As someone who’s busy striving to find her feet in a new area of work, I’ve recently made it my business to find out every little nugget I can about what to do – and what not to do – when it comes being successful at selling your services to the corporate world.

This week, my latest lesson, learnt at a business event workshop for the self-employed, was a simple one : specialise, specialise, specialise.

As I sat listening to the Enterprise Champion of Business Link Yorkshire(yes, this is her official job title) explain the importance on strictly focusing on your potential market and firming staking your claim to this territory, I remembered the last time I’d been told this fine-tuning approach to cultivating a career was a canny move.

My former journalism tutor had the same advice while I studied for my Postgraduate Diploma in Magazine Journalism, 13 years ago. ‘Find an area to specialise writing in, make your name there, then you’ll have less need to look for work, as it will come to you…’

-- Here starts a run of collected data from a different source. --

//! [`Backend`] implementation wiring together argv building, the line
//! parser/exit hook, and install-status probing for the Claude-family CLI.

use std::path::PathBuf;

use async_trait::async_trait;
use harness_core::backend::{Backend, InstallStatus, Invocation};
use harness_core::error::HarnessError;
use harness_core::query::Query;
use harness_core::streamer::{ExitHook, LineParser, ProcessSpec};

use crate::argv::{self, AdapterOptions};
use crate::init;
use crate::parser;

/// The backend id this adapter registers under.
pub const BACKEND_ID: &str = "claude";

/// Adapter for the Claude-family CLI.
pub struct ClaudeBackend {
    path: PathBuf,
    options: AdapterOptions,
}

impl ClaudeBackend {
    /// Builds an adapter for an already-resolved executable path.
    #[must_use]
    pub fn new(path: PathBuf, options: AdapterOptions) -> Self {
        Self { path, options }
    }

    /// Discovers the executable and probes its capabilities, then builds an
    /// adapter from the result.
    ///
    /// # Errors
    /// Returns a [`crate::error::ClaudeError`] if discovery or probing
    /// fails.
    pub async fn discover(
        explicit_path: Option<PathBuf>,
        options: AdapterOptions,
    ) -> Result<Self, crate::error::ClaudeError> {
        let report = init::init(explicit_path).await?;
        Ok(Self::new(report.claude_path, options))
    }
}

#[async_trait]
impl Backend for ClaudeBackend {
    fn id(&self) -> &str {
        BACKEND_ID
    }

    fn build_invocation(&self, query: &Query) -> Result<Invocation, HarnessError> {
        let built = argv::build_args(query, &self.options)?;
        Ok(Invocation {
            process: ProcessSpec {
                program: self.path.clone(),
                args: built.args,
                cwd: Some(built.cwd),
                env: built.env,
            },
            cleanup_paths: built.cleanup_paths,
        })
    }

    fn event_handlers(&self, _query: &Query) -> (LineParser, Option<ExitHook>) {
        parser::build_event_handlers()
    }

    async fn check_install_status(&self) -> InstallStatus {
        match init::init(Some(self.path.clone())).await {
            Ok(report) if report.doctor_ok => InstallStatus::Installed {
                version: Some(report.version),
            },
            Ok(report) => InstallStatus::NotInstalled {
                reason: format!("health check failed: {}", report.doctor_stderr),
            },
            Err(e) => InstallStatus::NotInstalled {
                reason: e.to_string(),
            },
        }
    }
}
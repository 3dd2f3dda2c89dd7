//! The `sessionId → transport` table of §4.4.
//!
//! A "transport" here is just the fact of the session's existence: this
//! server has no persistent per-session connection state beyond the
//! session id itself, so the table is a set rather than a map to an
//! object.

use std::collections::HashSet;
use tokio::sync::RwLock;

/// Tracks live session ids.
#[derive(Default)]
pub struct SessionTable {
    sessions: RwLock<HashSet<String>>,
}

impl SessionTable {
    /// Builds an empty table.
    #[must_use]
    pub fn new() -> Self {
        Self::default()
    }

    /// Inserts a freshly-initialized session id.
    pub async fn insert(&self, session_id: String) {
        self.sessions.write().await.insert(session_id);
    }

    /// Returns whether `session_id` is known.
    pub async fn contains(&self, session_id: &str) -> bool {
        self.sessions.read().await.contains(session_id)
    }

    /// Removes a session id, e.g. on `DELETE` or transport close.
    pub async fn remove(&self, session_id: &str) {
        self.sessions.write().await.remove(session_id);
    }

    /// Drops every tracked session. Used on server stop.
    pub async fn clear(&self) {
        self.sessions.write().await.clear();
    }
}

So, it was with this notion of cultivating my ‘specialness’ still ringing around my head, when a few days later, I read a piece in The Observer – albeit about an altogether different market – which threw this notion out of the window. And left me spitting feathers!

Lori Gottlieb, American author of Marry Him: The Case for Settling for Mr Good Enough, is urging women who haven’t found Mr Right by the time they reach 30 to settle for Mr Second Best.

Gottlieb attempts to qualify her laughable ‘theory’ by saying: ‘Every woman I know – no matter how successful and ambitious, how financially and emotionally secure – feels panic, occasionally coupled with desperation, if she hits 30 and finds herself unmarried.’

I’m not sure what left me more irritated and disappointed – the fact that Gottlieb was the latest in a long line of hollow mouthpieces who felt it their duty to dig out their rusty loudhailers to dictate to me and my peers on the grounds of gender, or was I more irked at The Observer for giving her such a prominent voice, in the shape of a half-page ‘news’ article on page 7?

Here’s the full piece: http://www.guardian.co.uk/lifeandstyle/2010/jan/24/women-stop-looking-mr-right

Second best is never good enough, whether you’re talking couples or corporates.

Keep it special!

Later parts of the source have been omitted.